Monday, 12 October, 2015
Last week we told you about the pollination of some plants, which was carried out by insects such as beetles. But pollination can be performed by other animals such as bats.
Would you have guessed?
Pollination by bats is very original. It's rare compared with pollination by insects or birds, but still biologists have found more than 500 species of flowering plants, mostly in the tropic areas, which are visited at night by small bats seeking nectar.

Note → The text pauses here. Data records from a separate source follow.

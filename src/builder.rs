//! Document construction for the provider directory.

use std::fs;
use std::path::Path;

use genpdf::{Margins, PaperSize, SimplePageDecorator, Size};
use log::debug;

use crate::elements::BlockElement;
use crate::error::PdfBuildError;
use crate::fonts::FontSearch;
use crate::model::Block;
use crate::styles::StyleSheet;

/// Page margin applied on every side.
pub const DEFAULT_MARGIN_MM: f64 = 25.4;

/// Builder that lays out [`Block`]s into a PDF using `genpdf`.
///
/// Defaults to US Letter paper with one-inch margins and the sample [`StyleSheet`].
pub struct PdfBuilder {
    paper_size: Size,
    margins: Margins,
    title: Option<String>,
    styles: StyleSheet,
    fonts: FontSearch,
    blocks: Vec<Block>,
}

impl Default for PdfBuilder {
    fn default() -> Self {
        Self::new()
    }
}

impl PdfBuilder {
    /// Creates a builder with Letter paper, one-inch margins and no blocks.
    pub fn new() -> Self {
        Self {
            paper_size: PaperSize::Letter.into(),
            margins: Margins::all(DEFAULT_MARGIN_MM),
            title: None,
            styles: StyleSheet::sample(),
            fonts: FontSearch::new(),
            blocks: Vec::new(),
        }
    }

    /// Sets the title stored in the PDF metadata.
    pub fn with_title(mut self, title: impl Into<String>) -> Self {
        self.title = Some(title.into());
        self
    }

    /// Replaces the font search used when rendering.
    pub fn with_fonts(mut self, fonts: FontSearch) -> Self {
        self.fonts = fonts;
        self
    }

    /// Appends a block to the document body.
    pub fn add_block(mut self, block: Block) -> Self {
        self.blocks.push(block);
        self
    }

    /// Appends several blocks in order.
    pub fn add_blocks<I>(mut self, blocks: I) -> Self
    where
        I: IntoIterator<Item = Block>,
    {
        self.blocks.extend(blocks);
        self
    }

    /// Returns the blocks queued for rendering.
    pub fn blocks(&self) -> &[Block] {
        &self.blocks
    }

    /// Lays out all blocks and serializes the document into memory.
    pub fn render(self) -> Result<RenderedPdf, PdfBuildError> {
        let font_family = self
            .fonts
            .load_family()
            .map_err(PdfBuildError::FontLoad)?;

        let mut document = genpdf::Document::new(font_family);
        document.set_paper_size(self.paper_size);
        document.set_font_size(self.styles.body().font_size());
        if let Some(title) = &self.title {
            document.set_title(title.clone());
        }

        let mut decorator = SimplePageDecorator::new();
        decorator.set_margins(self.margins);
        document.set_page_decorator(decorator);

        debug!("Laying out {} blocks", self.blocks.len());
        for block in &self.blocks {
            document.push(BlockElement::new(block, &self.styles));
        }

        let mut bytes = Vec::new();
        document
            .render(&mut bytes)
            .map_err(PdfBuildError::Render)?;
        debug!("Rendered {} bytes", bytes.len());

        Ok(RenderedPdf { bytes })
    }
}

/// A serialized PDF document.
#[derive(Clone, Debug)]
pub struct RenderedPdf {
    pub bytes: Vec<u8>,
}

impl RenderedPdf {
    /// Writes the document to `path`, replacing any existing file.
    pub fn write_to(&self, path: impl AsRef<Path>) -> Result<(), PdfBuildError> {
        let path = path.as_ref();
        fs::write(path, &self.bytes).map_err(|source| PdfBuildError::Write {
            path: path.to_path_buf(),
            source,
        })
    }
}

#[cfg(test)]
mod tests {
    use super::*;
    use crate::richtext::Span;

    #[test]
    fn blocks_accumulate_in_order() {
        let builder = PdfBuilder::new()
            .add_block(Block::title("Provider Directory"))
            .add_blocks(vec![
                Block::spacer_inches(0.3),
                Block::body(vec![Span::new("NPI: 1234567890")]),
            ]);
        assert_eq!(builder.blocks().len(), 3);
        assert_eq!(builder.blocks()[0], Block::title("Provider Directory"));
    }

    #[test]
    fn write_to_missing_directory_reports_path() {
        let dir = tempfile::tempdir().expect("temp dir");
        let target = dir.path().join("missing").join("out.pdf");
        let pdf = RenderedPdf {
            bytes: b"%PDF-1.3".to_vec(),
        };
        match pdf.write_to(&target) {
            Err(PdfBuildError::Write { path, .. }) => assert_eq!(path, target),
            other => panic!("unexpected result {other:?}"),
        }
    }

    #[test]
    fn write_to_creates_file() {
        let dir = tempfile::tempdir().expect("temp dir");
        let target = dir.path().join("out.pdf");
        let pdf = RenderedPdf {
            bytes: b"%PDF-1.3".to_vec(),
        };
        pdf.write_to(&target).expect("write succeeds");
        assert_eq!(std::fs::read(&target).expect("read back"), b"%PDF-1.3");
    }
}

There are several types of specialized flowers that need to be pollinated by bats. In the most common, open at dusk, are flared, with colorful little colorful (white, cream or green) and a smell sometimes unpleasant. They are often situated on branches or trunks where they are easy to reach, and produce much nectar.
An example is the pumpkins tree (Crescentia cujete), Central and South America. It belongs to the family of begonias. The flowers appear on the same trunk or branches. In the Canary Islands it's occasionally grown in botanical gardens. As there are in our islands bats that pollinate, like in Uncarina we can do a manual pollination and so induce the fruits develop, round as pumpkins but inedible. Its shell is very hard, so in America are used as containers.
Gender Espostoa is a South American cactus, its flowers appear in a brush-shaped structures that are found at the tips of shoots. They open at night (though some remain open usually the next morning) and are pollinated by bats. It's believed that these small mammals, which are guided by sounds, they can better recognize flowers precisely because they are in the midst of this kind of brush hairs.
Follow us this week because we're going to continue telling you some curious forms having to pollinate plants!